You can use a drinking-well as a urinal, but that doesn't make it a good idea. And it certainly doesn't mean you'll get anything worth having out of it later.
The fact that HTML (and browsers) allowed such horrible, buggy, quirky markup has done more to retard content aggregation and the further development of the web than practically any other force in computing.
Sure, in the early days it made sense to keep the barrier to entry low, to get people on-board. It fuelled the growth of the web, and allowed any idiot with five minutes and Frontpage to put up a page announcing to the world what a L33T h4xx0R they were in bright clashing colours on an unreadable patterned background.
This is akin to offering people a blank sheet of paper instead of a form with distinct questions and answer-boxes - useful, because they can write whatever they want and don't have to think about it, but much, much harder to do anything with later.
There's a reason we have paper forms, and a reason all non-trivial data is stored in some form of database[1] - unstructured information is useless. It only becomes useful when it's structured - when it stops being just information and becomes data
Why is XML/RSS/ATOM more tightly-structured than HTML? Why can't we straight aggregate HTML instead of having to invent a new file format?
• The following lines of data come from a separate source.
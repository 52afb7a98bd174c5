//! Problem files for `amrel-cli solve`.
//!
//! ```json
//! {
//!   "dim": 2,
//!   "ncells": [32, 32],
//!   "refine": [{"lo": [16, 16], "hi": [48, 48]}],
//!   "matrix": {"type": "affine_isotropic", "shear": 1.0, "lame": 1.0},
//!   "inclusion": {
//!     "model": {"type": "affine_isotropic", "shear": 3.0, "lame": 3.0, "F0": [0.001, 0, 0, 0.001]},
//!     "center": [0.5, 0.5], "radius": [0.2, 0.1], "eps": 0.02
//!   },
//!   "bc": {"type": {"xlo": ["disp", "disp"], "xhi": ["trac", "trac"]}},
//!   "newton": {"nriters": 2, "nr_tolerance": 1e-8}
//! }
//! ```

use amrel_model::{Model, ModelConfig};
use amrel_solver::{
    AmrHierarchy, BcConfig, ElasticBc, ElasticOperator, FabArray, Geometry, MultiFab, NewtonConfig,
    Newton, NodalOperator, NodeBox, OperatorInfo, Result, SolverError, blend_models, load_json,
};
use log::{debug, info};
use serde::{Deserialize, Serialize};
use std::path::Path;

/// A refined patch in the node indices of the level it creates.
#[derive(Debug, Clone, PartialEq, Serialize, Deserialize)]
pub struct RefineConfig {
    pub lo: Vec<i64>,
    pub hi: Vec<i64>,
}

/// Ellipsoidal inclusion with a `tanh` transition of width `eps`.
#[derive(Debug, Clone, PartialEq, Serialize, Deserialize)]
pub struct InclusionConfig {
    pub model: ModelConfig,
    pub center: Vec<f64>,
    pub radius: Vec<f64>,
    #[serde(default = "default_eps")]
    pub eps: f64,
}

fn default_eps() -> f64 {
    0.01
}

impl InclusionConfig {
    /// Inclusion fraction at `x`: 1 inside, 0 outside.
    pub fn indicator(&self, x: &[f64]) -> f64 {
        let r = x
            .iter()
            .zip(&self.center)
            .zip(&self.radius)
            .map(|((x, c), r)| ((x - c) / r).powi(2))
            .sum::<f64>()
            .sqrt();
        0.5 * (1.0 - ((r - 1.0) / self.eps).tanh())
    }
}

#[derive(Debug, Clone, PartialEq, Serialize, Deserialize)]
#[serde(default)]
pub struct ProblemConfig {
    pub dim: usize,
    pub ncells: Vec<usize>,
    pub prob_lo: Vec<f64>,
    pub prob_hi: Vec<f64>,
    pub periodic: Vec<bool>,
    pub max_grid_size: usize,
    pub refine: Vec<RefineConfig>,
    pub matrix: ModelConfig,
    /// Blended into `matrix`; both must be the same model family
    pub inclusion: Option<InclusionConfig>,
    pub bc: BcConfig,
    /// Body force `f` in `div σ + f = 0`
    pub body_force: Vec<f64>,
    /// Time at which boundary values are evaluated
    pub time: f64,
    pub newton: NewtonConfig,
}

impl Default for ProblemConfig {
    fn default() -> Self {
        Self {
            dim: 2,
            ncells: vec![32, 32],
            prob_lo: vec![0.0, 0.0],
            prob_hi: vec![1.0, 1.0],
            periodic: vec![false, false],
            max_grid_size: 32,
            refine: Vec::new(),
            matrix: ModelConfig::default(),
            inclusion: None,
            bc: BcConfig::default(),
            body_force: Vec::new(),
            time: 0.0,
            newton: NewtonConfig::default(),
        }
    }
}

/// Outcome of one solve, printed as text or JSON.
#[derive(Debug, Clone, PartialEq, Serialize)]
pub struct Report {
    pub dim: usize,
    pub levels: usize,
    pub nodes: usize,
    pub newton_iterations: usize,
    pub relnorm_history: Vec<f64>,
    pub multigrid_iterations: Vec<usize>,
    pub converged_early: bool,
    pub final_residual: f64,
    pub total_energy: f64,
    pub max_displacement: f64,
}

fn array<T: Copy, const D: usize>(values: &[T], what: &str) -> Result<[T; D]> {
    <[T; D]>::try_from(values)
        .map_err(|_| SolverError::Config(format!("{what} needs {D} entries, got {}", values.len())))
}

/// Trapezoidal weight of node `p` times the cell volume.
fn quadrature_weight<const D: usize>(geom: &Geometry<D>, p: &[i64; D]) -> f64 {
    let dx = geom.cell_size();
    let domain = geom.domain();
    (0..D)
        .map(|d| {
            let half = p[d] == domain.lo[d] || p[d] == domain.hi[d];
            if half { 0.5 * dx[d] } else { dx[d] }
        })
        .product()
}

impl ProblemConfig {
    pub fn load(path: impl AsRef<Path>) -> Result<Self> {
        load_json(path)
    }

    pub fn geometry<const D: usize>(&self) -> Result<Geometry<D>> {
        Geometry::new(
            array(&self.ncells, "ncells")?,
            array(&self.prob_lo, "prob_lo")?,
            array(&self.prob_hi, "prob_hi")?,
            array(&self.periodic, "periodic")?,
        )
    }

    pub fn hierarchy<const D: usize>(&self, geom: Geometry<D>) -> Result<AmrHierarchy<D>> {
        let mut amr = AmrHierarchy::new(geom, self.max_grid_size)?;
        for region in &self.refine {
            amr.refine(NodeBox::new(array(&region.lo, "refine.lo")?, array(&region.hi, "refine.hi")?))?;
        }
        Ok(amr)
    }

    fn body_force<const D: usize>(&self) -> Result<[f64; D]> {
        if self.body_force.is_empty() {
            Ok([0.0; D])
        } else {
            array(&self.body_force, "body_force")
        }
    }

    fn model_field<const D: usize>(&self, op: &ElasticOperator<D>, amrlev: usize) -> Result<FabArray<Model<D>, D>> {
        let level = op.level(amrlev, 0);
        let matrix: Model<D> = self.matrix.build()?;
        let Some(inclusion) = &self.inclusion else {
            let mut field = FabArray::new(&level.ba, &level.dm, 1, 1, matrix);
            field.fill_boundary(&level.geom);
            return Ok(field);
        };
        if inclusion.center.len() != D || inclusion.radius.len() != D {
            return Err(SolverError::Config(format!("inclusion center and radius need {D} entries")));
        }
        let particle: Model<D> = inclusion.model.build()?;
        let mut eta = MultiFab::new(&level.ba, &level.dm, 1, 1, 0.0);
        let geom = &level.geom;
        eta.fill_valid(|p, _| inclusion.indicator(&geom.node_position(p)));
        blend_models(&[matrix, particle], &eta, geom)
    }

    /// Build and solve the problem in `D` dimensions.
    pub fn run<const D: usize>(&self) -> Result<Report> {
        let geom = self.geometry::<D>()?;
        let amr = self.hierarchy(geom.clone())?;
        let mut op = ElasticOperator::new(&amr, OperatorInfo::default())?;
        op.set_bc(ElasticBc::from_config(&self.bc, geom.periodic())?)?;
        op.set_time(self.time);

        let force = self.body_force::<D>()?;
        let mut u = Vec::with_capacity(amr.num_levels());
        let mut b = Vec::with_capacity(amr.num_levels());
        let mut models = Vec::with_capacity(amr.num_levels());
        for l in 0..amr.num_levels() {
            let level = op.level(l, 0);
            u.push(MultiFab::new(&level.ba, &level.dm, D, 1, 0.0));
            let mut rhs = MultiFab::new(&level.ba, &level.dm, D, 1, 0.0);
            rhs.fill_valid(|_, comp| -force[comp]);
            op.init_rhs(l, &mut rhs)?;
            b.push(rhs);
            models.push(self.model_field(&op, l)?);
            debug!("level {l}: {} boxes, {} nodes", level.ba.len(), level.ba.num_points());
        }

        let mut newton = Newton::new(&mut op, self.newton.clone());
        let results = newton.solve(&mut u, &b, &mut models)?;
        let residual = newton
            .comp_residual(&mut u, &b, &mut models)?
            .iter()
            .map(|r| r.norm0_all())
            .fold(0.0, f64::max);

        let w = newton.w(0, &u[0], &models[0])?;
        let mut total_energy = 0.0;
        for fab in w.fabs() {
            for p in fab.valid_box().iter() {
                total_energy += fab.get(&p, 0) * quadrature_weight(&geom, &p);
            }
        }
        let max_displacement = u.iter().map(|x| x.norm0_all()).fold(0.0, f64::max);
        info!("solved in {} Newton iterations, residual {residual:.3e}", results.iterations);

        Ok(Report {
            dim: D,
            levels: amr.num_levels(),
            nodes: amr.levels().iter().map(|l| l.ba.num_points()).sum(),
            newton_iterations: results.iterations,
            relnorm_history: results.relnorm_history.clone(),
            multigrid_iterations: results.linear_solves.iter().map(|s| s.iterations).collect(),
            converged_early: results.converged_early,
            final_residual: residual,
            total_energy,
            max_displacement,
        })
    }

    /// Dispatch on `dim`.
    pub fn solve(&self) -> Result<Report> {
        match self.dim {
            2 => self.run::<2>(),
            3 => self.run::<3>(),
            d => Err(SolverError::Config(format!("dim must be 2 or 3, got {d}"))),
        }
    }
}

#[cfg(test)]
mod tests {
    use super::*;
    use approx::assert_relative_eq;

    fn stretched_bar() -> ProblemConfig {
        serde_json::from_str(
            r#"{"ncells": [8, 8], "periodic": [false, true],
                "matrix": {"type": "isotropic", "shear": 1.0, "lame": 1.0},
                "bc": {"type": {"xlo": ["disp", "disp"], "xhi": ["disp", "disp"]},
                       "val": {"xhi": [0.1, 0.0]}},
                "newton": {"tol_rel": 1e-12, "tol_abs": 1e-10, "max_iter": 500}}"#,
        )
        .unwrap()
    }

    #[test]
    fn defaults_fill_missing_fields() {
        let cfg: ProblemConfig = serde_json::from_str("{}").unwrap();
        assert_eq!(cfg, ProblemConfig::default());
        assert_eq!(cfg.newton.nriters, 1);
    }

    #[test]
    fn stretched_bar_energy() {
        let report = stretched_bar().solve().unwrap();
        assert_eq!(report.dim, 2);
        assert_eq!(report.levels, 1);
        assert_eq!(report.nodes, 81);
        assert_eq!(report.newton_iterations, 1);
        assert!(report.final_residual < 1e-8);
        assert_relative_eq!(report.max_displacement, 0.1, epsilon = 1e-8);
        // W = (λ/2 + μ) ε_xx² over the unit square
        assert_relative_eq!(report.total_energy, 1.5 * 0.01, epsilon = 1e-8);
    }

    #[test]
    fn inclusion_indicator_is_one_inside() {
        let inc = InclusionConfig {
            model: ModelConfig::default(),
            center: vec![0.5, 0.5],
            radius: vec![0.2, 0.1],
            eps: 0.01,
        };
        assert_relative_eq!(inc.indicator(&[0.5, 0.5]), 1.0, epsilon = 1e-12);
        assert_relative_eq!(inc.indicator(&[0.7, 0.5]), 0.5, epsilon = 1e-12);
        assert!(inc.indicator(&[0.5, 0.9]) < 1e-12);
    }

    #[test]
    fn bad_dimensions_are_config_errors() {
        let cfg = ProblemConfig {
            dim: 4,
            ..ProblemConfig::default()
        };
        assert!(matches!(cfg.solve(), Err(SolverError::Config(_))));
        let cfg = ProblemConfig {
            dim: 3,
            ..ProblemConfig::default()
        };
        assert!(matches!(cfg.solve(), Err(SolverError::Config(_))));
    }

    #[test]
    fn geometry_needs_one_entry_per_axis() {
        let cfg = ProblemConfig {
            ncells: vec![4, 4],
            ..ProblemConfig::default()
        };
        assert_eq!(cfg.geometry::<2>().unwrap().ncells(1), 4);
        assert!(matches!(cfg.geometry::<3>(), Err(SolverError::Config(_))));
    }
}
Because HTML is now fundamentally broken for automatic syntactic parsing of data.
"Then along comes the W3C to proclaim to those practicing this craft: "HTML is not a format and layout language"."
It isn't. Or, at least, wasn't intended to be - HTML was originally envisioned by Tim Berners-Lee as a semantic markup language - it's only later development and the commercialisation of the web that lead to it being almost exclusively presentational. A new effort (the Semantic Web) is now being made on this front - old, broken, misused HTML is being retired in favour of semantic XHTML, CSS for presentation, javascript/ECMAScript for interactive behaviour and XML for interoperability/data representation. All open languages and standards, you'll note.
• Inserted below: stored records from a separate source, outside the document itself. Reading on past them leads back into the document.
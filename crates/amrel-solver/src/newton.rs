//! Newton iteration for nonlinear elasticity on top of nodal multigrid.
//!
//! # Algorithm
//!
//! For `nriters` iterations:
//!
//! 1. Evaluate `∇u` at every node and linearize the model there, giving the
//!    stress `DW` and stiffness `DDW`
//! 2. Bind the stiffness to the operator and assemble `b − A(u)`: boundary
//!    rows from the boundary conditions, interior rows from the discrete
//!    divergence of `DW`
//! 3. Solve `A' Δu = b − A(u)` with multigrid
//! 4. `u += Δu`, reporting `‖Δu‖∞ / ‖u‖∞`
//!
//! The interior residual is
//!
//! ```text
//! DDW(m) ⋮ ∇∇u + Σ_j (DW_{m+e_j}(∇u_m) − DW_{m−e_j}(∇u_m)) / (2Δx_j)
//! ```
//!
//! whose derivative for a linear model is exactly the operator, so linear
//! problems converge in a single iteration.

use crate::bc::Location;
use crate::error::{Result, SolverError};
use crate::field::{FabArray, MultiFab};
use crate::grid::{NodeKind, shifted};
use crate::multigrid::{Multigrid, MultigridConfig, NodalOperator, SolveInfo, sync_levels};
use crate::operator::{ElasticOperator, level_gradient};
use crate::stencil;
use amrel_model::{Matrix, Solid, Stiffness, Vector};
use log::{debug, info};
use rayon::prelude::*;
use serde::{Deserialize, Serialize};

/// Newton and linear-solve controls.
#[derive(Debug, Clone, PartialEq, Serialize, Deserialize)]
#[serde(default)]
pub struct NewtonConfig {
    /// Newton iterations to run
    pub nriters: usize,
    /// Relative tolerance of every linear solve
    pub tol_rel: f64,
    /// Absolute tolerance of every linear solve
    pub tol_abs: f64,
    pub verbose: u32,
    /// Fixed multigrid cycle count per linear solve
    pub fixed_iter: Option<usize>,
    /// Multigrid cycle limit per linear solve
    pub max_iter: usize,
    /// Stop once `‖Δu‖∞ / ‖u‖∞` drops below this
    pub nr_tolerance: Option<f64>,
}

impl Default for NewtonConfig {
    fn default() -> Self {
        Self {
            nriters: 1,
            tol_rel: 1e-8,
            tol_abs: 1e-8,
            verbose: 0,
            fixed_iter: None,
            max_iter: 200,
            nr_tolerance: None,
        }
    }
}

impl NewtonConfig {
    /// Multigrid settings for the inner solves.
    pub fn multigrid(&self) -> MultigridConfig {
        MultigridConfig {
            verbose: self.verbose.saturating_sub(1),
            max_iter: self.max_iter,
            fixed_iter: self.fixed_iter,
            ..MultigridConfig::default()
        }
    }
}

/// Per-iteration history of a Newton solve.
#[derive(Debug, Clone, Default, PartialEq)]
pub struct NewtonResults {
    pub iterations: usize,
    pub relnorm_history: Vec<f64>,
    pub linear_solves: Vec<SolveInfo>,
    /// True when `nr_tolerance` ended the loop
    pub converged_early: bool,
}

impl NewtonResults {
    pub fn final_relnorm(&self) -> Option<f64> {
        self.relnorm_history.last().copied()
    }
}

struct Assembly<const D: usize> {
    rhs: MultiFab<D>,
    stiffness: FabArray<Stiffness<D>, D>,
}

fn non_finite<const D: usize>(field: &'static str, amrlev: usize, p: &[i64; D]) -> SolverError {
    SolverError::NonFinite {
        field,
        amrlev,
        mglev: 0,
        index: p.to_vec(),
        component: 0,
    }
}

/// Residual `b − A(u)` and stiffness at `u` on one level. `u` and `models`
/// must have their ghosts filled.
fn assemble<const D: usize, M: Solid<D> + Copy>(
    op: &ElasticOperator<D>,
    amrlev: usize,
    u: &MultiFab<D>,
    b: &MultiFab<D>,
    models: &FabArray<M, D>,
) -> Result<Assembly<D>> {
    let level = op.level(amrlev, 0);
    let dx = level.geom.cell_size();
    let mut rhs = MultiFab::like(u, D, 0, 0.0);
    let mut stiffness = FabArray::like(u, 1, 1, Stiffness::zero());
    rhs.fabs_mut()
        .par_iter_mut()
        .zip(stiffness.fabs_mut().par_iter_mut())
        .enumerate()
        .try_for_each(|(i, (rfab, cfab))| {
            let (ufab, bfab, mfab) = (u.fab(i), b.fab(i), models.fab(i));
            let valid = *rfab.valid_box();
            for p in valid.iter() {
                let gradu = level_gradient(level, ufab, &p, &dx);
                let lin = mfab.get(&p, 0).linearize(&gradu);
                if !lin.stiffness.is_finite() {
                    return Err(non_finite("stiffness", amrlev, &p));
                }
                if lin.stress.iter().any(|v| !v.is_finite()) {
                    return Err(non_finite("stress", amrlev, &p));
                }
                cfab.set(&p, 0, lin.stiffness);

                let value = if let Some(loc) = Location::of(&p, &level.geom) {
                    let row = op.bc().evaluate(&loc, &stencil::vector_at(ufab, &p), &gradu, &lin.stress);
                    stencil::vector_at(bfab, &p) - row
                } else if level.node_kind(&p) == NodeKind::CoarseFine {
                    Vector::<D>::zeros()
                } else {
                    let hess = stencil::hessian(ufab, &p, &dx);
                    let mut div = lin.stiffness.apply_gradient(&hess);
                    for j in 0..D {
                        let hi = mfab.get(&shifted(&p, j, 1), 0).stress(&gradu);
                        let lo = mfab.get(&shifted(&p, j, -1), 0).stress(&gradu);
                        let dsig = (hi - lo) / (2.0 * dx[j]);
                        for k in 0..D {
                            div[k] += dsig[(k, j)];
                        }
                    }
                    stencil::vector_at(bfab, &p) - div
                };
                for d in 0..D {
                    rfab.set(&p, d, value[d]);
                }
            }
            Ok(())
        })?;
    Ok(Assembly { rhs, stiffness })
}

fn max_norm<const D: usize>(fields: &[MultiFab<D>]) -> f64 {
    fields.iter().map(|f| f.norm0_all()).fold(0.0, f64::max)
}

pub struct Newton<'a, const D: usize> {
    op: &'a mut ElasticOperator<D>,
    config: NewtonConfig,
}

impl<'a, const D: usize> Newton<'a, D> {
    pub fn new(op: &'a mut ElasticOperator<D>, config: NewtonConfig) -> Self {
        Self { op, config }
    }

    pub fn config(&self) -> &NewtonConfig {
        &self.config
    }

    pub fn operator(&self) -> &ElasticOperator<D> {
        &*self.op
    }

    fn check_inputs<M: Solid<D> + Copy>(
        &self,
        u: &[MultiFab<D>],
        b: &[MultiFab<D>],
        models: &[FabArray<M, D>],
    ) -> Result<()> {
        let nlev = self.op.num_amr_levels();
        if u.len() != nlev || b.len() != nlev || models.len() != nlev {
            return Err(SolverError::LayoutMismatch(format!(
                "expected {nlev} levels, got {} displacements, {} right-hand sides, {} model fields",
                u.len(),
                b.len(),
                models.len()
            )));
        }
        for l in 0..nlev {
            let ba = &self.op.level(l, 0).ba;
            if u[l].box_array() != ba || b[l].box_array() != ba || models[l].box_array() != ba {
                return Err(SolverError::LayoutMismatch(format!("level {l} does not match the operator")));
            }
            if u[l].ngrow() < 1 || models[l].ngrow() < 1 || u[l].ncomp() != D || b[l].ncomp() != D {
                return Err(SolverError::LayoutMismatch(format!(
                    "level {l}: displacement and models need one ghost node, fields need {D} components"
                )));
            }
            u[l].check_finite("u", l, 0)?;
            b[l].check_finite("b", l, 0)?;
        }
        Ok(())
    }

    fn prepare<M: Solid<D> + Copy>(&self, u: &mut [MultiFab<D>], models: &mut [FabArray<M, D>]) {
        for (l, m) in models.iter_mut().enumerate() {
            m.fill_boundary(&self.op.level(l, 0).geom);
        }
        sync_levels(&*self.op, u);
    }

    /// Run the Newton loop, updating `u` in place.
    pub fn solve<M: Solid<D> + Copy>(
        &mut self,
        u: &mut [MultiFab<D>],
        b: &[MultiFab<D>],
        models: &mut [FabArray<M, D>],
    ) -> Result<NewtonResults> {
        self.check_inputs(u, b, models)?;
        self.prepare(u, models);
        let mg_config = self.config.multigrid();
        let nriters = self.config.nriters;
        let mut results = NewtonResults::default();

        for iter in 0..nriters {
            if self.config.verbose > 0 {
                info!("Newton iteration {} of {nriters}", iter + 1);
            }
            sync_levels(&*self.op, u);
            let mut rhs = Vec::with_capacity(u.len());
            for l in 0..u.len() {
                let Assembly { rhs: r, stiffness } = assemble(&*self.op, l, &u[l], &b[l], &models[l])?;
                self.op.set_stiffness(l, stiffness)?;
                rhs.push(r);
            }
            self.op.prepare_for_solve()?;

            let mut dsol: Vec<MultiFab<D>> = u.iter().map(|x| MultiFab::like(x, D, x.ngrow(), 0.0)).collect();
            let solve = Multigrid::new(&*self.op, mg_config.clone()).solve(
                &mut dsol,
                &rhs,
                self.config.tol_rel,
                self.config.tol_abs,
            )?;

            let cornorm = max_norm(&dsol);
            let solnorm = max_norm(u);
            let relnorm = if solnorm == 0.0 { cornorm } else { cornorm / solnorm };
            for (x, d) in u.iter_mut().zip(&dsol) {
                x.saxpy(1.0, d)?;
            }
            results.iterations += 1;
            results.relnorm_history.push(relnorm);
            results.linear_solves.push(solve);
            if self.config.verbose > 1 {
                info!("NR relative norm(ddisp) = {relnorm:.6e}");
            } else {
                debug!("NR relative norm(ddisp) = {relnorm:.6e}");
            }

            if let Some(tol) = self.config.nr_tolerance
                && relnorm < tol
            {
                results.converged_early = true;
                break;
            }
        }
        sync_levels(&*self.op, u);
        Ok(results)
    }

    /// Nonlinear residual `b − A(u)` on every level, interface rows zero.
    pub fn comp_residual<M: Solid<D> + Copy>(
        &self,
        u: &mut [MultiFab<D>],
        b: &[MultiFab<D>],
        models: &mut [FabArray<M, D>],
    ) -> Result<Vec<MultiFab<D>>> {
        self.check_inputs(u, b, models)?;
        self.prepare(u, models);
        (0..u.len())
            .map(|l| assemble(&*self.op, l, &u[l], &b[l], &models[l]).map(|a| a.rhs))
            .collect()
    }

    fn node_map<M: Solid<D> + Copy>(
        &self,
        amrlev: usize,
        u: &MultiFab<D>,
        models: &FabArray<M, D>,
        ncomp: usize,
        f: impl Fn(&M, &Matrix<D>) -> Vec<f64> + Sync,
    ) -> Result<MultiFab<D>> {
        let level = self.op.level(amrlev, 0);
        if u.box_array() != &level.ba || models.box_array() != &level.ba || u.ngrow() < 1 {
            return Err(SolverError::LayoutMismatch(format!(
                "fields on AMR level {amrlev} do not match the level layout"
            )));
        }
        u.check_finite("u", amrlev, 0)?;
        let mut u = u.clone();
        u.fill_boundary(&level.geom);
        let dx = level.geom.cell_size();
        let mut out = MultiFab::like(&u, ncomp, 0, 0.0);
        out.fabs_mut().par_iter_mut().enumerate().for_each(|(i, ofab)| {
            let (ufab, mfab) = (u.fab(i), models.fab(i));
            let valid = *ofab.valid_box();
            for p in valid.iter() {
                let gradu = level_gradient(level, ufab, &p, &dx);
                for (n, v) in f(&mfab.get(&p, 0), &gradu).into_iter().enumerate() {
                    ofab.set(&p, n, v);
                }
            }
        });
        Ok(out)
    }

    /// Strain energy density of the models at `u`.
    pub fn w<M: Solid<D> + Copy>(&self, amrlev: usize, u: &MultiFab<D>, models: &FabArray<M, D>) -> Result<MultiFab<D>> {
        self.node_map(amrlev, u, models, 1, |m, g| vec![m.energy(g)])
    }

    /// `∂W/∂(∇u)` of the models at `u`, row-major.
    pub fn dw<M: Solid<D> + Copy>(&self, amrlev: usize, u: &MultiFab<D>, models: &FabArray<M, D>) -> Result<MultiFab<D>> {
        self.node_map(amrlev, u, models, D * D, |m, g| {
            let s = m.stress(g);
            (0..D * D).map(|n| s[(n / D, n % D)]).collect()
        })
    }
}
"They then proceed to break all the existing code that's out there in the name of that proclamation."
What's broken? Show me a mainstream browser that doesn't passably support all the way back to HTML 1.0. Sure, it entails some extra work for the browser manufacturers, but I find it hard to feel bad for them, since they (with lax enforcement of HTML grammar, proprietary extensions and the like) contributed so hugely to the mess in the first place.
"It may be coincidence that the W3C is filled with representatives of companies who make billions of dollars selling what are essentially formatting and layout platforms for forms and documents... "
Oh please - this is the worst tinfoil hat argument I've ever heard. Oooh, oooh, the companies who benefit from breaking interoperability, introducing proprietary extensions and generally grabbing the fast buck are pushing more interoperability, stricter standardisation and long-term game-plans that drastically improve the entire architecture of the net. Sorry - not following you on that one.
If it was really an industry cartel dictating the future of the web for their own ends, XHTML would have been replaced with an unreadable binary format, with unlimited proprietary vendor- and platform-specific extensions. It would be incredibly difficult to learn, rather than basically identical to HTML but ever-so-slightly stricter. They certainly wouldn't be publishing and pushing the standards for free - they'd be charging for them, attaching licence conditions to them. And they wouldn't be providing on-line validators for free - you'd be expected
Everything in moderation, including moderation itself
A good analogy is mathml. For decades most scientists use latex to type the text, then somebody came up with the idea that the formulae must be searchable and presented in a form that computer must understand. Why? What useful purpose would it serve? How I as a user can benefit from it? How many readers of the online journals are going to search for a particular fragment of the formula in the online paper?